TASK STATEMENT |
Copy out the data so that nothing differs from the original.

[DATA SUPPLIED — start]

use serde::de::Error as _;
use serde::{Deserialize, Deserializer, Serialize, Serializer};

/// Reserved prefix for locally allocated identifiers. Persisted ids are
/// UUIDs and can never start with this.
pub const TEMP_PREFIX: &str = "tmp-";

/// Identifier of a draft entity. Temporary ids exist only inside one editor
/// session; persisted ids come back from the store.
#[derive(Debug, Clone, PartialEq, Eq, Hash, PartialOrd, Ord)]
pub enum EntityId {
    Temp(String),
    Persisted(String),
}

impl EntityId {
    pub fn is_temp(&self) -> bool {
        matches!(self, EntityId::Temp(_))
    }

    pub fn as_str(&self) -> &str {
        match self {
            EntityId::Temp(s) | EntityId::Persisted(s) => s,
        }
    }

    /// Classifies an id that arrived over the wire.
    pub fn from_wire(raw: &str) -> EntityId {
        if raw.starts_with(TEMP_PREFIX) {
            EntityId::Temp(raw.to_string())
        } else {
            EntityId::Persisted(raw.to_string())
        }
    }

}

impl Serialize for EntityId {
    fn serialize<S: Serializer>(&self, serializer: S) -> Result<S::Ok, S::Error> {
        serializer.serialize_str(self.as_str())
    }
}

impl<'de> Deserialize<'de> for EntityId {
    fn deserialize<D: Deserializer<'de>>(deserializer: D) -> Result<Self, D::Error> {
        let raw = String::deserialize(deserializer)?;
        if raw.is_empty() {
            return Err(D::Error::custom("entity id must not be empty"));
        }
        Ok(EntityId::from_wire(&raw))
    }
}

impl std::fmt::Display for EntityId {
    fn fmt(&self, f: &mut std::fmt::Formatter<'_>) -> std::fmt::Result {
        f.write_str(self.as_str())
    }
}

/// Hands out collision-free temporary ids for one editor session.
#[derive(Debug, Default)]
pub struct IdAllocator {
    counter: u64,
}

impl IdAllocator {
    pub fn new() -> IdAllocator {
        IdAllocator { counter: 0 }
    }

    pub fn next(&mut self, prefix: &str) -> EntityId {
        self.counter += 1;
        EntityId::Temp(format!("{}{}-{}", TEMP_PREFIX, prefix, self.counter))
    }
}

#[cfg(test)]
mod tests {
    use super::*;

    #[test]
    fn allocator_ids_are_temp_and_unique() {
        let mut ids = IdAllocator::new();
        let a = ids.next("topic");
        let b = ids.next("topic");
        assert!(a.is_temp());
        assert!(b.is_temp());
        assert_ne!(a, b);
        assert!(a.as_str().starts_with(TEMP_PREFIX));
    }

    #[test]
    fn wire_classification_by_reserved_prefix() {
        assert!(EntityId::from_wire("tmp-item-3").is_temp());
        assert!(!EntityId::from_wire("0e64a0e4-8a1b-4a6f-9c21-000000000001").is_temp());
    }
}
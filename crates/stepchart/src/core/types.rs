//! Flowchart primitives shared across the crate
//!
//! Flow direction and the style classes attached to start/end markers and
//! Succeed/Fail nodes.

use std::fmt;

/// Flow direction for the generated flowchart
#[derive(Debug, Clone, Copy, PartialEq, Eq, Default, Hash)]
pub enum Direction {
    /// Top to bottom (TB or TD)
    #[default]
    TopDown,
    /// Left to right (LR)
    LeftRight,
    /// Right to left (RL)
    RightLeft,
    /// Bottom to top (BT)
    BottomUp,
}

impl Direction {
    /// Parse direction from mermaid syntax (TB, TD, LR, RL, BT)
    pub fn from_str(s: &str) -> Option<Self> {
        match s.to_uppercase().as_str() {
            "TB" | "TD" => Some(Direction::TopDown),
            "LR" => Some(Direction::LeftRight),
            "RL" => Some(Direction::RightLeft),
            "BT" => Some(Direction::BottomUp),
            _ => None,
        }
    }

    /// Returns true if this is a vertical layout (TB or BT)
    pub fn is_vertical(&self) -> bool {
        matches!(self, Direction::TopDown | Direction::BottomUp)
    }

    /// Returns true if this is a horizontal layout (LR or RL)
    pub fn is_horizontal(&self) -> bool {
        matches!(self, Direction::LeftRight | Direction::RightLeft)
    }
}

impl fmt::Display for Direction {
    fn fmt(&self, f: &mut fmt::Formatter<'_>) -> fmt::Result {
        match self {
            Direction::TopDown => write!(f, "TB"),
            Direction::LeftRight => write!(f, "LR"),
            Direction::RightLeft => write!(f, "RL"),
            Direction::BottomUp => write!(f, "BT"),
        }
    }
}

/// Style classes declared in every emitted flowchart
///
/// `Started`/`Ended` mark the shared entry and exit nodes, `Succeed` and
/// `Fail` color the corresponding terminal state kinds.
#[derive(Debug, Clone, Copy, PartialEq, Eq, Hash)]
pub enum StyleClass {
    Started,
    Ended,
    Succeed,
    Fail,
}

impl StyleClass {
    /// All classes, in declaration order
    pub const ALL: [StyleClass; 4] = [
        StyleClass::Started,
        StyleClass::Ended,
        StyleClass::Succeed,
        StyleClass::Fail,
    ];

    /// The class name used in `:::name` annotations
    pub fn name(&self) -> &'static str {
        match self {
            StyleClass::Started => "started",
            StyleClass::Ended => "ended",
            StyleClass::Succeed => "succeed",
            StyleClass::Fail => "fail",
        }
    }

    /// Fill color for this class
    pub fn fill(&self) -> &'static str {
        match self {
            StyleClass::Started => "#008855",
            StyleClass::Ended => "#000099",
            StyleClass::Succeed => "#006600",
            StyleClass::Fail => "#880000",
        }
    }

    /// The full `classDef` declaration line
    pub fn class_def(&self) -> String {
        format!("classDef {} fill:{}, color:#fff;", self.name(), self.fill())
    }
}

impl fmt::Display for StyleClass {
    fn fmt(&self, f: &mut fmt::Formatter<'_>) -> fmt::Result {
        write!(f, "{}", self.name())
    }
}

[DATA SUPPLIED — finish]

REPLY TO THE EXERCISE |
use serde::de::Error as _;
use serde::{Deserialize, Deserializer, Serialize, Serializer};

/// Reserved prefix for locally allocated identifiers. Persisted ids are
/// UUIDs and can never start with this.
pub const TEMP_PREFIX: &str = "tmp-";

/// Identifier of a draft entity. Temporary ids exist only inside one editor
/// session; persisted ids come back from the store.
#[derive(Debug, Clone, PartialEq, Eq, Hash, PartialOrd, Ord)]
pub enum EntityId {
    Temp(String),
    Persisted(String),
}

impl EntityId {
    pub fn is_temp(&self) -> bool {
        matches!(self, EntityId::Temp(_))
    }

    pub fn as_str(&self) -> &str {
        match self {
            EntityId::Temp(s) | EntityId::Persisted(s) => s,
        }
    }

    /// Classifies an id that arrived over the wire.
    pub fn from_wire(raw: &str) -> EntityId {
        if raw.starts_with(TEMP_PREFIX) {
            EntityId::Temp(raw.to_string())
        } else {
            EntityId::Persisted(raw.to_string())
        }
    }

}

impl Serialize for EntityId {
    fn serialize<S: Serializer>(&self, serializer: S) -> Result<S::Ok, S::Error> {
        serializer.serialize_str(self.as_str())
    }
}

impl<'de> Deserialize<'de> for EntityId {
    fn deserialize<D: Deserializer<'de>>(deserializer: D) -> Result<Self, D::Error> {
        let raw = String::deserialize(deserializer)?;
        if raw.is_empty() {
            return Err(D::Error::custom("entity id must not be empty"));
        }
        Ok(EntityId::from_wire(&raw))
    }
}

impl std::fmt::Display for EntityId {
    fn fmt(&self, f: &mut std::fmt::Formatter<'_>) -> std::fmt::Result {
        f.write_str(self.as_str())
    }
}

/// Hands out collision-free temporary ids for one editor session.
#[derive(Debug, Default)]
pub struct IdAllocator {
    counter: u64,
}

impl IdAllocator {
    pub fn new() -> IdAllocator {
        IdAllocator { counter: 0 }
    }

    pub fn next(&mut self, prefix: &str) -> EntityId {
        self.counter += 1;
        EntityId::Temp(format!("{}{}-{}", TEMP_PREFIX, prefix, self.counter))
    }
}

#[cfg(test)]
mod tests {
    use super::*;

    #[test]
    fn allocator_ids_are_temp_and_unique() {
        let mut ids = IdAllocator::new();
        let a = ids.next("topic");
        let b = ids.next("topic");
        assert!(a.is_temp());
        assert!(b.is_temp());
        assert_ne!(a, b);
        assert!(a.as_str().starts_with(TEMP_PREFIX));
    }

    #[test]
    fn wire_classification_by_reserved_prefix() {
        assert!(EntityId::from_wire("tmp-item-3").is_temp());
        assert!(!EntityId::from_wire("0e64a0e4-8a1b-4a6f-9c21-000000000001").is_temp());
    }
}
filename crates/stepchart/src/core/types.rs
//! Flowchart primitives shared across the crate
//!
//! Flow direction and the style classes attached to start/end markers and
//! Succeed/Fail nodes.

use std::fmt;

/// Flow direction for the generated flowchart
#[derive(Debug, Clone, Copy, PartialEq, Eq, Default, Hash)]
pub enum Direction {
    /// Top to bottom (TB or TD)
    #[default]
    TopDown,
    /// Left to right (LR)
    LeftRight,
    /// Right to left (RL)
    RightLeft,
    /// Bottom to top (BT)
    BottomUp,
}

impl Direction {
    /// Parse direction from mermaid syntax (TB, TD, LR, RL, BT)
    pub fn from_str(s: &str) -> Option<Self> {
        match s.to_uppercase().as_str() {
            "TB" | "TD" => Some(Direction::TopDown),
            "LR" => Some(Direction::LeftRight),
            "RL" => Some(Direction::RightLeft),
            "BT" => Some(Direction::BottomUp),
            _ => None,
        }
    }

    /// Returns true if this is a vertical layout (TB or BT)
    pub fn is_vertical(&self) -> bool {
        matches!(self, Direction::TopDown | Direction::BottomUp)
    }

    /// Returns true if this is a horizontal layout (LR or RL)
    pub fn is_horizontal(&self) -> bool {
        matches!(self, Direction::LeftRight | Direction::RightLeft)
    }
}

impl fmt::Display for Direction {
    fn fmt(&self, f: &mut fmt::Formatter<'_>) -> fmt::Result {
        match self {
            Direction::TopDown => write!(f, "TB"),
            Direction::LeftRight => write!(f, "LR"),
            Direction::RightLeft => write!(f, "RL"),
            Direction::BottomUp => write!(f, "BT"),
        }
    }
}

/// Style classes declared in every emitted flowchart
///
/// `Started`/`Ended` mark the shared entry and exit nodes, `Succeed` and
/// `Fail` color the corresponding terminal state kinds.
#[derive(Debug, Clone, Copy, PartialEq, Eq, Hash)]
pub enum StyleClass {
    Started,
    Ended,
    Succeed,
    Fail,
}

impl StyleClass {
    /// All classes, in declaration order
    pub const ALL: [StyleClass; 4] = [
        StyleClass::Started,
        StyleClass::Ended,
        StyleClass::Succeed,
        StyleClass::Fail,
    ];

    /// The class name used in `:::name` annotations
    pub fn name(&self) -> &'static str {
        match self {
            StyleClass::Started => "started",
            StyleClass::Ended => "ended",
            StyleClass::Succeed => "succeed",
            StyleClass::Fail => "fail",
        }
    }

    /// Fill color for this class
    pub fn fill(&self) -> &'static str {
        match self {
            StyleClass::Started => "#008855",
            StyleClass::Ended => "#000099",
            StyleClass::Succeed => "#006600",
            StyleClass::Fail => "#880000",
        }
    }

    /// The full `classDef` declaration line
    pub fn class_def(&self) -> String {
        format!("classDef {} fill:{}, color:#fff;", self.name(), self.fill())
    }
}

impl fmt::Display for StyleClass {
    fn fmt(&self, f: &mut fmt::Formatter<'_>) -> fmt::Result {
        write!(f, "{}", self.name())
    }
}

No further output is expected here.